La Robiola di Roccaverano ha origini molto antiche; testimonianze lo fanno risalire al periodo celtico-ligure, in seguito raccontato da Plinio e Pantaleone, che ne apprezzarono le qualità e ne illustrarono il ciclo produttivo. Il suo nome richiama sia il latino “robium”, con riferimento al colore rossiccio della parte esterna della pasta, sia il nome del paese di Roccaverano nell’astigiano da dove si è originato il prodotto. In un manoscritto a firma del Sacerdote Pistone del 1899 viene riportata la storia dal 960 al 1860 della Parrocchia di Roccaverano e delle sue frazioni; fra le notizie storiche di interesse politico emergono anche elementi di ordine economico che servono a mettere in rilievo l’importanza della “Robiola”.

In tale manoscritto si legge che nel Comune di Roccaverano venivano tenute cinque fiere l’anno e in tali occasioni si vendevano per esportazione “eccellenti formaggi di Robiole”. Si parla esplicitamente di esportazione perchè la Robiola di Roccaverano già in tempi remoti era un formaggio conosciuto ben oltre i confini nazionali. Emerge perciò come già da allora la Robiola non fosse ritenuto un qualsiasi formaggio generico, proprio in virtù delle sue caratteristiche diverse da tutti gli altri formaggi.

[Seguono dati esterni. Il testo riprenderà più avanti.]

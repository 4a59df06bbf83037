//! Importer for the POSIX-style front end.
//!
//! The input is the parser's own serialization: every node is a
//! `[tag, payload]` array with positional fields. The mapping is structural
//! and total — one tag to one canonical variant, no synthesis — with a
//! single normalization: a newline-terminated top-level sequence arrives as
//! a bare node list and is folded into `Semi` nodes with the default
//! (newline) sequencing operator.
//!
//! Descriptor variables, here-strings, and every superset-only construct are
//! unreachable from this importer by construction: their tags are not part
//! of this schema and fail as `Schema` errors.

use serde_json::Value;

use crate::ast::{
    And, Assignment, AstNode, Background, Case, CaseArm, Defun, DupKind, DupRedir, FdSpec,
    FileRedir, FileRedirKind, For, HeredocKind, HeredocRedir, If, Not, Or, ParamExp, ParamOp,
    Pipe, Redir, Redirect, Semi, SimpleCommand, Subshell, While, Word,
};
use crate::ast::{word_from_str, ArgChar};
use crate::import::cursor::Cursor;
use crate::import::error::ImportError;
use crate::import::{dup_target, semi_sequence, ImportOptions};

/// Imports a whole script: a top-level array of nodes (or a single node).
///
/// The node list is folded right-associatively into `Semi` nodes with
/// `semicolon: false`, the canonical form of newline sequencing. An empty
/// list yields the empty simple command.
pub fn import_program(value: &Value, options: &ImportOptions) -> Result<AstNode, ImportError> {
    let importer = Importer::new(options);
    let root = Cursor::root(value);
    if value.is_array() && root.tagged().is_err() {
        let nodes = root
            .elements()?
            .iter()
            .map(|cur| importer.node(cur, 0))
            .collect::<Result<Vec<_>, _>>()?;
        Ok(semi_sequence(nodes))
    } else {
        importer.node(&root, 0)
    }
}

/// Imports a single command node.
pub fn import_command(value: &Value, options: &ImportOptions) -> Result<AstNode, ImportError> {
    Importer::new(options).node(&Cursor::root(value), 0)
}

struct Importer {
    max_depth: usize,
}

impl Importer {
    fn new(options: &ImportOptions) -> Self {
        Self {
            max_depth: options.max_depth,
        }
    }

    fn check_depth(&self, cur: &Cursor<'_>, depth: usize) -> Result<(), ImportError> {
        if depth > self.max_depth {
            return Err(ImportError::depth_exceeded(cur.path.clone(), self.max_depth));
        }
        Ok(())
    }

    // -----------------------------------------------------------------------
    // Commands
    // -----------------------------------------------------------------------

    fn node(&self, cur: &Cursor<'_>, depth: usize) -> Result<AstNode, ImportError> {
        self.check_depth(cur, depth)?;
        let (tag, payload) = cur.tagged()?;
        match tag {
            "Command" => self.simple_command(&payload, depth),
            "Pipe" => self.pipe(&payload, depth),
            "And" => {
                let (left, right) = self.pair(&payload, depth)?;
                Ok(AstNode::And(And {
                    left: Box::new(left),
                    right: Box::new(right),
                    no_braces: false,
                }))
            }
            "Or" => {
                let (left, right) = self.pair(&payload, depth)?;
                Ok(AstNode::Or(Or {
                    left: Box::new(left),
                    right: Box::new(right),
                    no_braces: false,
                }))
            }
            "Semi" => {
                let (left, right) = self.pair(&payload, depth)?;
                Ok(AstNode::Semi(Semi {
                    left: Box::new(left),
                    right: Box::new(right),
                    semicolon: true,
                }))
            }
            "Not" => Ok(AstNode::Not(Not {
                body: Box::new(self.node(&payload, depth + 1)?),
                no_braces: false,
            })),
            "Redir" => {
                let (line, body, redirects) = self.wrapped(&payload, depth)?;
                Ok(AstNode::Redir(Redir {
                    line,
                    body: Box::new(body),
                    redirects,
                }))
            }
            "Background" => {
                let (line, body, redirects) = self.wrapped(&payload, depth)?;
                Ok(AstNode::Background(Background {
                    line,
                    body: Box::new(body),
                    redirects,
                    no_braces: false,
                    after_ampersand: false,
                }))
            }
            "Subshell" => {
                let (line, body, redirects) = self.wrapped(&payload, depth)?;
                Ok(AstNode::Subshell(Subshell {
                    line,
                    body: Box::new(body),
                    redirects,
                }))
            }
            "If" => self.if_node(&payload, depth),
            "While" => {
                let parts = payload.tuple(2)?;
                Ok(AstNode::While(While {
                    test: Box::new(self.node(&parts[0], depth + 1)?),
                    body: Box::new(self.node(&parts[1], depth + 1)?),
                }))
            }
            "For" => self.for_node(&payload, depth),
            "Case" => self.case_node(&payload, depth),
            "Defun" => self.defun(&payload, depth),
            other => Err(cur.schema(format!("unknown node tag `{other}`"))),
        }
    }

    fn pair(&self, payload: &Cursor<'_>, depth: usize) -> Result<(AstNode, AstNode), ImportError> {
        let parts = payload.tuple(2)?;
        Ok((
            self.node(&parts[0], depth + 1)?,
            self.node(&parts[1], depth + 1)?,
        ))
    }

    /// `[line, node, redirects]` payloads shared by Redir/Background/Subshell.
    fn wrapped(
        &self,
        payload: &Cursor<'_>,
        depth: usize,
    ) -> Result<(Option<u32>, AstNode, Vec<Redirect>), ImportError> {
        let parts = payload.tuple(3)?;
        Ok((
            parts[0].line()?,
            self.node(&parts[1], depth + 1)?,
            self.redirects(&parts[2], depth)?,
        ))
    }

    fn simple_command(&self, payload: &Cursor<'_>, depth: usize) -> Result<AstNode, ImportError> {
        let parts = payload.tuple(4)?;
        let line = parts[0].line()?;
        let assignments = parts[1]
            .elements()?
            .iter()
            .map(|cur| self.assignment(cur, depth))
            .collect::<Result<Vec<_>, _>>()?;
        let words = self.words(&parts[2], depth)?;
        let redirects = self.redirects(&parts[3], depth)?;
        Ok(AstNode::Simple(SimpleCommand {
            line,
            assignments,
            words,
            redirects,
        }))
    }

    fn assignment(&self, cur: &Cursor<'_>, depth: usize) -> Result<Assignment, ImportError> {
        let parts = cur.tuple(2)?;
        Ok(Assignment {
            name: parts[0].str()?.to_owned(),
            value: self.word(&parts[1], depth)?,
        })
    }

    fn pipe(&self, payload: &Cursor<'_>, depth: usize) -> Result<AstNode, ImportError> {
        let parts = payload.tuple(2)?;
        let background = parts[0].bool()?;
        let commands = parts[1]
            .elements()?
            .iter()
            .map(|cur| self.node(cur, depth + 1))
            .collect::<Result<Vec<_>, _>>()?;
        if commands.is_empty() {
            return Err(payload.schema("pipeline must carry at least one command"));
        }
        Ok(AstNode::Pipe(Pipe {
            background,
            commands,
        }))
    }

    fn if_node(&self, payload: &Cursor<'_>, depth: usize) -> Result<AstNode, ImportError> {
        let parts = payload.tuple(3)?;
        let else_branch = if parts[2].value.is_null() {
            None
        } else {
            Some(Box::new(self.node(&parts[2], depth + 1)?))
        };
        Ok(AstNode::If(If {
            cond: Box::new(self.node(&parts[0], depth + 1)?),
            then_branch: Box::new(self.node(&parts[1], depth + 1)?),
            else_branch,
        }))
    }

    fn for_node(&self, payload: &Cursor<'_>, depth: usize) -> Result<AstNode, ImportError> {
        let parts = payload.tuple(4)?;
        Ok(AstNode::For(For {
            line: parts[0].line()?,
            items: self.words(&parts[1], depth)?,
            body: Box::new(self.node(&parts[2], depth + 1)?),
            var: word_from_str(parts[3].str()?),
        }))
    }

    fn case_node(&self, payload: &Cursor<'_>, depth: usize) -> Result<AstNode, ImportError> {
        let parts = payload.tuple(3)?;
        let arms = parts[2]
            .elements()?
            .iter()
            .map(|cur| self.case_arm(cur, depth))
            .collect::<Result<Vec<_>, _>>()?;
        Ok(AstNode::Case(Case {
            line: parts[0].line()?,
            word: self.word(&parts[1], depth)?,
            arms,
        }))
    }

    fn case_arm(&self, cur: &Cursor<'_>, depth: usize) -> Result<CaseArm, ImportError> {
        let patterns = self.words(&cur.field("cpattern")?, depth)?;
        let body = match cur.opt_field("cbody") {
            Some(body) => Some(Box::new(self.node(&body, depth + 1)?)),
            None => None,
        };
        Ok(CaseArm {
            patterns,
            body,
            fallthrough: false,
        })
    }

    fn defun(&self, payload: &Cursor<'_>, depth: usize) -> Result<AstNode, ImportError> {
        let parts = payload.tuple(3)?;
        Ok(AstNode::Defun(Defun {
            line: parts[0].line()?,
            name: word_from_str(parts[1].str()?),
            body: Box::new(self.node(&parts[2], depth + 1)?),
            reserved_word: false,
        }))
    }

    // -----------------------------------------------------------------------
    // Words
    // -----------------------------------------------------------------------

    fn words(&self, cur: &Cursor<'_>, depth: usize) -> Result<Vec<Word>, ImportError> {
        cur.elements()?
            .iter()
            .map(|word| self.word(word, depth))
            .collect()
    }

    fn word(&self, cur: &Cursor<'_>, depth: usize) -> Result<Word, ImportError> {
        cur.elements()?
            .iter()
            .map(|ch| self.arg_char(ch, depth))
            .collect()
    }

    fn arg_char(&self, cur: &Cursor<'_>, depth: usize) -> Result<ArgChar, ImportError> {
        let (tag, payload) = cur.tagged()?;
        match tag {
            "C" => Ok(ArgChar::plain(self.char_code(&payload)?)),
            "E" => Ok(ArgChar::Escaped(self.char_code(&payload)?)),
            "T" => self.tilde(&payload),
            "A" => Ok(ArgChar::Arith(self.word(&payload, depth)?)),
            "V" => self.param(&payload, depth),
            "Q" => Ok(ArgChar::Quoted(self.word(&payload, depth)?)),
            "B" => Ok(ArgChar::CommandSubst(Box::new(
                self.node(&payload, depth + 1)?,
            ))),
            other => Err(cur.schema(format!("unknown word character tag `{other}`"))),
        }
    }

    fn char_code(&self, cur: &Cursor<'_>) -> Result<char, ImportError> {
        let code = cur.u32()?;
        char::from_u32(code).ok_or_else(|| cur.schema("invalid character code"))
    }

    /// Tilde payload: `"None"` or `["Some", user]`.
    fn tilde(&self, cur: &Cursor<'_>) -> Result<ArgChar, ImportError> {
        if let Ok(text) = cur.str() {
            if text == "None" {
                return Ok(ArgChar::Tilde(None));
            }
            return Err(cur.schema(format!("unknown tilde form `{text}`")));
        }
        let parts = cur.tuple(2)?;
        if parts[0].str()? != "Some" {
            return Err(cur.schema("tilde payload must be \"None\" or [\"Some\", user]"));
        }
        Ok(ArgChar::Tilde(Some(parts[1].str()?.to_owned())))
    }

    fn param(&self, cur: &Cursor<'_>, depth: usize) -> Result<ArgChar, ImportError> {
        let parts = cur.tuple(4)?;
        let op = match parts[0].str()? {
            "Normal" => ParamOp::Normal,
            "Minus" => ParamOp::Minus,
            "Plus" => ParamOp::Plus,
            "Question" => ParamOp::Question,
            "Assign" => ParamOp::Assign,
            "TrimR" => ParamOp::TrimR,
            "TrimRMax" => ParamOp::TrimRMax,
            "TrimL" => ParamOp::TrimL,
            "TrimLMax" => ParamOp::TrimLMax,
            "Length" => ParamOp::Length,
            other => return Err(parts[0].schema(format!("unknown parameter operator `{other}`"))),
        };
        Ok(ArgChar::Param(ParamExp {
            op,
            test_null: parts[1].bool()?,
            name: parts[2].str()?.to_owned(),
            word: self.word(&parts[3], depth)?,
        }))
    }

    // -----------------------------------------------------------------------
    // Redirections
    // -----------------------------------------------------------------------

    fn redirects(&self, cur: &Cursor<'_>, depth: usize) -> Result<Vec<Redirect>, ImportError> {
        cur.elements()?
            .iter()
            .map(|redir| self.redirect(redir, depth))
            .collect()
    }

    fn redirect(&self, cur: &Cursor<'_>, depth: usize) -> Result<Redirect, ImportError> {
        let (tag, payload) = cur.tagged()?;
        match tag {
            "File" => {
                let parts = payload.tuple(3)?;
                let kind = match parts[0].str()? {
                    "To" => FileRedirKind::To,
                    "Clobber" => FileRedirKind::Clobber,
                    "From" => FileRedirKind::From,
                    "FromTo" => FileRedirKind::FromTo,
                    "Append" => FileRedirKind::Append,
                    other => {
                        return Err(parts[0].schema(format!("unknown file redirect `{other}`")))
                    }
                };
                Ok(Redirect::File(FileRedir {
                    kind,
                    fd: FdSpec::Fixed(parts[1].u32()?),
                    target: self.word(&parts[2], depth)?,
                }))
            }
            "Dup" => {
                let parts = payload.tuple(3)?;
                let kind = match parts[0].str()? {
                    "ToFD" => DupKind::ToFd,
                    "FromFD" => DupKind::FromFd,
                    other => {
                        return Err(parts[0].schema(format!("unknown dup redirect `{other}`")))
                    }
                };
                let target = self.word(&parts[2], depth)?;
                Ok(Redirect::Dup(DupRedir {
                    kind,
                    fd: FdSpec::Fixed(parts[1].u32()?),
                    target: dup_target(target),
                    move_fd: false,
                }))
            }
            "Heredoc" => {
                let parts = payload.tuple(3)?;
                let kind = match parts[0].str()? {
                    "Here" => HeredocKind::Here,
                    "XHere" => HeredocKind::XHere,
                    other => {
                        return Err(parts[0].schema(format!("unknown heredoc kind `{other}`")))
                    }
                };
                Ok(Redirect::Heredoc(HeredocRedir {
                    kind,
                    fd: FdSpec::Fixed(parts[1].u32()?),
                    body: self.word(&parts[2], depth)?,
                    strip_tabs: false,
                    delim: None,
                }))
            }
            other => Err(cur.schema(format!("unknown redirect tag `{other}`"))),
        }
    }
}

La Robiola di Roccaverano è l’unico formaggio DOP italiano che può essere prodotto esclusivamente con latte caprino, con latte caprino e vaccino, con latte caprino e ovino. Deve comunque essere sempre presente almeno il 50% di latte di capra, il restante 50% può essere latte di pecora o di vacca. La Robiola di Roccaverano è un formaggio a pasta fresca, la maturazione dipende della microflora lattea presente nel latte lavorato esclusivamente a crudo senza la presenza di fermenti aggiunti. L’alimentazione base delle vacche, capre e pecore deve essere costituita da foraggi verdi o conservati. L’attuale disciplinare prevede il divieto di utilizzare mangimi OGM. Si produce maggiormente dalla primavera al tardo autunno.